The southern quays of Cold Spring Lane, adjacent to the 41st Street (the Pepsi signal) and north of Falls Road were the other people who could get the treatments, and the estimated cost of € 1.96 million, according to the study.

Marking contrasting paper, which would compromise lane lines and other marks against lightweight concrete, would cost $ 1.4 million.

The report did not list the estimated costs for long-term improvements.

The transport department "is committed to ensuring the safety and mobility of all drivers traveling on I-83," said the German Vigil spokesperson in a statement.

"This study helps identify ways to improve safety measures, improve transit service, improve traffic, and protect the surrounding streets from traffic impact," he said. "The results of the study will be used in short-term and long-term solutions for vehicle issues within the study area."

The word "transit" does not appear anywhere in the study, and Vigil has not responded to a question on how it improves.

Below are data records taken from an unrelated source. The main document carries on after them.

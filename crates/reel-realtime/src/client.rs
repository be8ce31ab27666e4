use std::sync::{Arc, OnceLock};

use reel_types::api::SignalFilter;
use reel_types::events::{ChangeEvent, FeedRow};
use tokio::sync::watch;
use uuid::Uuid;

use crate::config::RealtimeConfig;
use crate::connectivity::ConnectivityWatcher;
use crate::consumers::{ChatWindowSync, ConversationListSync, UnreadBadge};
use crate::datastore::Datastore;
use crate::error::RealtimeError;
use crate::feed::ChangeFeed;
use crate::hub::MessageHub;
use crate::signals::SignalFeedWatcher;
use crate::subscription::{Subscription, SubscriptionOptions};

/// Composition root for realtime delivery.
///
/// Holds the one feed connection manager of the process and hands out the
/// hub and the signal watcher, each created on first use and shared after.
/// Must be used from within a Tokio runtime.
pub struct RealtimeClient<F, D> {
    feed: Arc<F>,
    store: Arc<D>,
    connectivity: ConnectivityWatcher,
    config: RealtimeConfig,
    session: watch::Receiver<Option<Uuid>>,
    hub: OnceLock<MessageHub<D>>,
    signals: OnceLock<SignalFeedWatcher<D>>,
}

impl<F: ChangeFeed, D: Datastore> RealtimeClient<F, D> {
    pub fn new(
        feed: Arc<F>,
        store: Arc<D>,
        config: RealtimeConfig,
        session: watch::Receiver<Option<Uuid>>,
    ) -> Self {
        Self {
            feed,
            store,
            connectivity: ConnectivityWatcher::new(),
            config,
            session,
            hub: OnceLock::new(),
            signals: OnceLock::new(),
        }
    }

    pub fn config(&self) -> &RealtimeConfig {
        &self.config
    }

    /// Feed foreground and network transitions in here.
    pub fn connectivity(&self) -> &ConnectivityWatcher {
        &self.connectivity
    }

    pub fn store(&self) -> &Arc<D> {
        &self.store
    }

    pub fn identity(&self) -> Option<Uuid> {
        *self.session.borrow()
    }

    pub fn hub(&self) -> &MessageHub<D> {
        self.hub.get_or_init(|| {
            MessageHub::start(
                self.feed.clone(),
                self.store.clone(),
                self.connectivity.clone(),
                &self.config,
                self.session.clone(),
            )
        })
    }

    pub fn signal_watcher(&self) -> &SignalFeedWatcher<D> {
        self.signals.get_or_init(|| {
            SignalFeedWatcher::start(
                self.feed.clone(),
                self.store.clone(),
                self.connectivity.clone(),
                &self.config,
                SignalFilter::default(),
            )
        })
    }

    /// Open an additional subscription on the shared feed. The messages
    /// table belongs to the hub and is refused here.
    pub fn subscribe<R, H>(&self, options: SubscriptionOptions, handler: H) -> Result<Subscription<R>, RealtimeError>
    where
        R: FeedRow,
        H: Fn(ChangeEvent<R>) + Send + Sync + 'static,
    {
        if options.table == self.config.messages_table {
            return Err(RealtimeError::Config(format!(
                "table {} is owned by the message hub",
                options.table
            )));
        }

        Ok(Subscription::spawn(
            self.feed.clone(),
            self.connectivity.clone(),
            self.config.retry,
            options,
            handler,
        ))
    }

    pub fn chat(&self, peer: Uuid) -> Result<ChatWindowSync<D>, RealtimeError> {
        ChatWindowSync::open(self.hub().clone(), peer)
    }

    pub fn conversation_list(&self) -> ConversationListSync<D> {
        ConversationListSync::open(self.hub().clone())
    }

    pub fn unread_badge(&self) -> UnreadBadge {
        UnreadBadge::new(self.hub())
    }
}

#[cfg(test)]
mod tests {
    use super::*;
    use crate::testing::{ScriptedFeed, ScriptedStore, Tick, settle};

    #[tokio::test(start_paused = true)]
    async fn hub_is_created_once() {
        let me = Uuid::new_v4();
        let feed = Arc::new(ScriptedFeed::acking());
        let (_session, identity) = watch::channel(Some(me));
        let client = RealtimeClient::new(feed.clone(), Arc::new(ScriptedStore::new()), RealtimeConfig::default(), identity);

        let _badge = client.unread_badge();
        let _list = client.conversation_list();
        let _chat = client.chat(Uuid::new_v4()).unwrap();
        settle().await;

        assert_eq!(feed.opens(&client.config().messages_channel(me)), 1);
        assert_eq!(feed.live(), 1);
    }

    #[tokio::test(start_paused = true)]
    async fn messages_table_is_reserved() {
        let feed = Arc::new(ScriptedFeed::acking());
        let (_session, identity) = watch::channel(None);
        let client = RealtimeClient::new(feed.clone(), Arc::new(ScriptedStore::new()), RealtimeConfig::default(), identity);

        let refused = client.subscribe(SubscriptionOptions::new("sneaky", "messages"), |_: ChangeEvent<Tick>| {});
        assert!(matches!(refused, Err(RealtimeError::Config(_))));

        let ticks = client
            .subscribe(SubscriptionOptions::new("ticks", "ticks"), |_: ChangeEvent<Tick>| {})
            .unwrap();
        settle().await;
        assert!(feed.is_open("ticks"));

        client.connectivity().set_online(false);
        client.connectivity().set_online(true);
        settle().await;
        assert_eq!(feed.opens("ticks"), 2);
        drop(ticks);
    }
}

Melissa Schober, who takes I-83, was not surprised to drive her daughter in the school in Medfield from her home in Harwood.

"For anyone who is surprised they have declared a lot of our prosecution: Congratulations, your powers are breathtaking," she said. "I would like it to be different. I think it has been a low, highwayway."

City Council, Ryan Dorsey, said no other measures were taken, such as a reduction in the number of lanes on the JFX or all the highway set, "on the board.

"However, anyone feels like deciding to do something like that, there is no doubt that this is an option and that it improves safety," he said. "These are the kind of ideas of thinking and a big picture that we can not want to ask wholesale when we deal with a climate disaster."